As part of the PSD's ongoing efforts to promote equity, diversity, and inclusion (EDI), we are hosting a series of three Roundtable Talks—small-group conversations—which will explore EDI topics ranging from race and privilege to anti-racism. Through honest conversations aimed at building awareness, Roundtable Talk participants reflect on their understanding of EDI and identify how, as individuals and collectively, they can address the existence and extent of institutional racism and its impacts. Participants will engage in dialogue with colleagues from across the Division and will walk away with:
- A better awareness of EDI topics
- Definitions of EDI-related terms and concepts
- Tactics to approach inclusive conversations
- Insight into experiences and perspectives of marginalized and underrepresented groups within PSD
PSD's Roundtable Talks are a series of three sessions that include a maximum of ten participants and two facilitators, so that each individual can engage in the session’s topic. Each session begins with a short presentation by UChicago EDI professionals and is followed by a facilitated conversation, often involving real-life, anonymized PSD case studies. The sessions are designed to make space for participants to explore and candidly talk about EDI concepts.

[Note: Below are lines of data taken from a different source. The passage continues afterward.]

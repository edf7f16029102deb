//! Autonomous workflow state machine: classify, synthesise, plan.

use super::classify::{AutomationStrategy, classify_issue};
use super::error::RemediationResult;
use super::fix::{FixPlan, synthesize_fix};
use super::issue::IssueReport;
use super::pr::{IssueContext, PrPlan, plan_pr};
use serde::{Deserialize, Serialize};
use std::ops::ControlFlow;

/// Workflow step identifiers, in execution order.
#[derive(Debug, Clone, Copy, PartialEq, Eq, Serialize, Deserialize)]
#[serde(rename_all = "snake_case")]
pub enum StepName {
    /// Issue classification.
    Analyze,
    /// Fix synthesis.
    GenerateFix,
    /// Pull-request planning.
    PrStrategy,
}

impl StepName {
    /// Returns the canonical label.
    #[must_use]
    pub const fn as_str(self) -> &'static str {
        match self {
            Self::Analyze => "analyze",
            Self::GenerateFix => "generate_fix",
            Self::PrStrategy => "pr_strategy",
        }
    }
}

/// Execution status recorded with each trace entry.
///
/// A step either completes or the workflow halts before recording it, so
/// completion is currently the only status; the enum keeps the trace format
/// explicit for when partial steps are introduced.
#[derive(Debug, Clone, Copy, PartialEq, Eq, Serialize, Deserialize)]
#[serde(rename_all = "snake_case")]
pub enum StepStatus {
    /// The step ran to completion.
    Complete,
}

/// Payload recorded with each trace entry.
#[derive(Debug, Clone, PartialEq, Serialize, Deserialize)]
#[serde(tag = "kind", rename_all = "snake_case")]
pub enum StepData {
    /// Output of the classification step.
    Analysis(AutomationStrategy),
    /// Output of the fix-synthesis step.
    Fix(FixPlan),
    /// Output of the PR-planning step.
    PrStrategy(PrPlan),
}

/// One entry of the auditable workflow trace.
#[derive(Debug, Clone, PartialEq, Serialize, Deserialize)]
pub struct WorkflowStep {
    /// Which step produced this entry.
    pub step: StepName,
    /// How the step ended.
    pub status: StepStatus,
    /// The step's full output.
    pub data: StepData,
}

impl WorkflowStep {
    /// Records a completed step.
    #[must_use]
    pub const fn complete(step: StepName, data: StepData) -> Self {
        Self {
            step,
            status: StepStatus::Complete,
            data,
        }
    }
}

/// Terminal and intermediate workflow statuses.
#[derive(Debug, Clone, Copy, PartialEq, Eq, Serialize, Deserialize)]
#[serde(rename_all = "snake_case")]
pub enum WorkflowStatus {
    /// Workflow has not reached a terminal state.
    Pending,
    /// The issue is not automatable; a human has to pick it up.
    ManualInterventionRequired,
    /// Automation engaged but no mechanical fix exists.
    NotFixable,
    /// A pull request has been planned.
    PrCreated,
}

impl WorkflowStatus {
    /// Returns the canonical label.
    #[must_use]
    pub const fn as_str(self) -> &'static str {
        match self {
            Self::Pending => "pending",
            Self::ManualInterventionRequired => "manual_intervention_required",
            Self::NotFixable => "not_fixable",
            Self::PrCreated => "pr_created",
        }
    }
}

/// Outcome of one workflow run, with the full decision trace.
#[derive(Debug, Clone, PartialEq, Serialize, Deserialize)]
pub struct WorkflowResult {
    /// Issue the workflow ran over.
    pub issue_number: u64,
    /// Ordered trace of every step that ran.
    pub steps: Vec<WorkflowStep>,
    /// Terminal status the run reached.
    pub status: WorkflowStatus,
    /// Planned branch name, present only when a PR was planned.
    pub pr_reference: Option<String>,
}

/// Runs the full autonomous workflow over one issue payload.
///
/// The machine moves from `analyze` through `generate_fix` to
/// `pr_strategy`, appending each step's output to the trace; a
/// non-automatable issue halts at
/// [`WorkflowStatus::ManualInterventionRequired`] after one entry and a
/// non-fixable one at [`WorkflowStatus::NotFixable`] after two. Both are
/// terminal outcomes, not errors. There is no retry inside the workflow;
/// re-submission happens at ingestion if circumstances change.
///
/// # Errors
///
/// Returns [`super::RemediationError::Template`] when PR body rendering
/// fails.
pub fn run_workflow(issue: &IssueReport) -> RemediationResult<WorkflowResult> {
    let mut steps = Vec::new();

    if let ControlFlow::Break(status) = analyze(issue, &mut steps) {
        return Ok(conclude(issue.number, steps, status, None));
    }

    let fix = match synthesize(issue, &mut steps) {
        ControlFlow::Break(status) => return Ok(conclude(issue.number, steps, status, None)),
        ControlFlow::Continue(fix) => fix,
    };

    let plan = plan_pr(&IssueContext::from_issue(issue), &fix)?;
    let branch = plan.branch_name.clone();
    steps.push(WorkflowStep::complete(
        StepName::PrStrategy,
        StepData::PrStrategy(plan),
    ));
    Ok(conclude(
        issue.number,
        steps,
        WorkflowStatus::PrCreated,
        Some(branch),
    ))
}

/// Classification step; breaks when the issue is not automatable.
fn analyze(issue: &IssueReport, steps: &mut Vec<WorkflowStep>) -> ControlFlow<WorkflowStatus> {
    let strategy = classify_issue(issue);
    let automatable = strategy.automatable;
    steps.push(WorkflowStep::complete(
        StepName::Analyze,
        StepData::Analysis(strategy),
    ));

    if automatable {
        ControlFlow::Continue(())
    } else {
        ControlFlow::Break(WorkflowStatus::ManualInterventionRequired)
    }
}

/// Fix-synthesis step; breaks when no mechanical fix exists.
fn synthesize(
    issue: &IssueReport,
    steps: &mut Vec<WorkflowStep>,
) -> ControlFlow<WorkflowStatus, FixPlan> {
    let fix = synthesize_fix(&issue.body, &issue.title);
    steps.push(WorkflowStep::complete(
        StepName::GenerateFix,
        StepData::Fix(fix.clone()),
    ));

    if fix.fixable {
        ControlFlow::Continue(fix)
    } else {
        ControlFlow::Break(WorkflowStatus::NotFixable)
    }
}

const fn conclude(
    issue_number: u64,
    steps: Vec<WorkflowStep>,
    status: WorkflowStatus,
    pr_reference: Option<String>,
) -> WorkflowResult {
    WorkflowResult {
        issue_number,
        steps,
        status,
        pr_reference,
    }
}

All PSD faculty, academics, and staff are invited to participate. Parallel sessions will be designed and offered to students in the future.

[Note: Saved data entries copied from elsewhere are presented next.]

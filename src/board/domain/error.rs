//! Error types for board domain validation and parsing.

use thiserror::Error;

/// Errors returned while constructing or mutating board domain values.
#[derive(Debug, Clone, Error, PartialEq)]
pub enum BoardDomainError {
    /// The task title is empty after trimming.
    #[error("task title must not be empty")]
    EmptyTaskTitle,

    /// The project name is empty after trimming.
    #[error("project name must not be empty")]
    EmptyProjectName,

    /// An hour figure is negative or not a number.
    #[error("invalid hour value {0}, expected a finite non-negative number")]
    InvalidHours(f64),

    /// A completion percentage lies outside the `[0, 100]` range.
    #[error("invalid completion percentage {0}, expected a value in [0, 100]")]
    InvalidCompletionPercentage(f64),

    /// A task was given itself as parent.
    #[error("task {0} cannot be its own parent")]
    SelfParent(super::TaskId),
}

/// Error returned while parsing task statuses from persistence.
#[derive(Debug, Clone, Error, PartialEq, Eq)]
#[error("unknown task status: {0}")]
pub struct ParseTaskStatusError(pub String);

/// Error returned while parsing task priorities from persistence.
#[derive(Debug, Clone, Error, PartialEq, Eq)]
#[error("unknown task priority: {0}")]
pub struct ParseTaskPriorityError(pub String);

/// Error returned while parsing project statuses from persistence.
#[derive(Debug, Clone, Error, PartialEq, Eq)]
#[error("unknown project status: {0}")]
pub struct ParseProjectStatusError(pub String);

/// Error returned while parsing user roles from persistence.
#[derive(Debug, Clone, Error, PartialEq, Eq)]
#[error("unknown user role: {0}")]
pub struct ParseUserRoleError(pub String);
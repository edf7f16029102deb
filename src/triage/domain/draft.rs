//! Keyword extraction for drafting tasks from free-text descriptions.

use crate::board::domain::TaskPriority;

/// Maximum length of a title extracted from free text.
const MAX_TITLE_LENGTH: usize = 200;

/// Keywords that escalate a drafted task to urgent priority.
const URGENT_KEYWORDS: &[&str] = &["urgent", "asap", "critical"];

/// Keywords that escalate a drafted task to high priority.
const HIGH_KEYWORDS: &[&str] = &["important", "high"];

/// Keywords that relax a drafted task to low priority.
const LOW_KEYWORDS: &[&str] = &["minor", "low", "later"];

/// Extracts a priority from urgency language in a description.
///
/// Urgent keywords win over high keywords, which win over low keywords;
/// text without urgency language drafts at medium priority.
#[must_use]
pub fn extract_priority(description: &str) -> TaskPriority {
    let content = description.to_lowercase();
    if URGENT_KEYWORDS.iter().any(|kw| content.contains(kw)) {
        TaskPriority::Urgent
    } else if HIGH_KEYWORDS.iter().any(|kw| content.contains(kw)) {
        TaskPriority::High
    } else if LOW_KEYWORDS.iter().any(|kw| content.contains(kw)) {
        TaskPriority::Low
    } else {
        TaskPriority::Medium
    }
}

/// Extracts a title from the first sentence of a description.
///
/// The sentence is trimmed and truncated to 200 characters; descriptions
/// without a full stop yield their leading text unchanged.
#[must_use]
pub fn extract_title(description: &str) -> String {
    let first_sentence = description.split('.').next().unwrap_or(description);
    first_sentence.trim().chars().take(MAX_TITLE_LENGTH).collect()
}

The Roundtable Talks are designed to be taken as a series. We recommend attending the series of three sessions within the same week. If you are not able to fit all three sessions in one week, you may indicate your preference for a session from another week.
I. Beyond cosmetic inclusion
In this session we will explore the concept of "inclusion" and “inclusive conversations." We will begin to look at the need for engaging in talks that do not center solely around STEM research, and examine the impact of not doing so.
II. Engaging in inclusive conversations - suggested tools
Honing the skills to conduct meaningful conversations on potentially polarizing topics such as race, belief systems, and gender is critical for anyone viewed as an authority figure. In this session we will introduce some suggested ways to engage in difficult conversations and provide insight on how specific language and approaches can connect or alienate marginalized communities.
III. So exactly what is Anti-Racism?
Our society has spent centuries engaging in (and often avoiding) difficult conversations about race. Drawing from Robin DiAngelo’s book White Fragility, this session will introduce vocabulary, context, and better practices to help with confronting racism at the individual level and beyond. We will look at systemic racism and inequality from the point of view of marginalized groups and touch on the role white privilege plays in creating a sense of immunity for white people (individuals of European origin), a sharp contrast to the challenges people of color routinely face.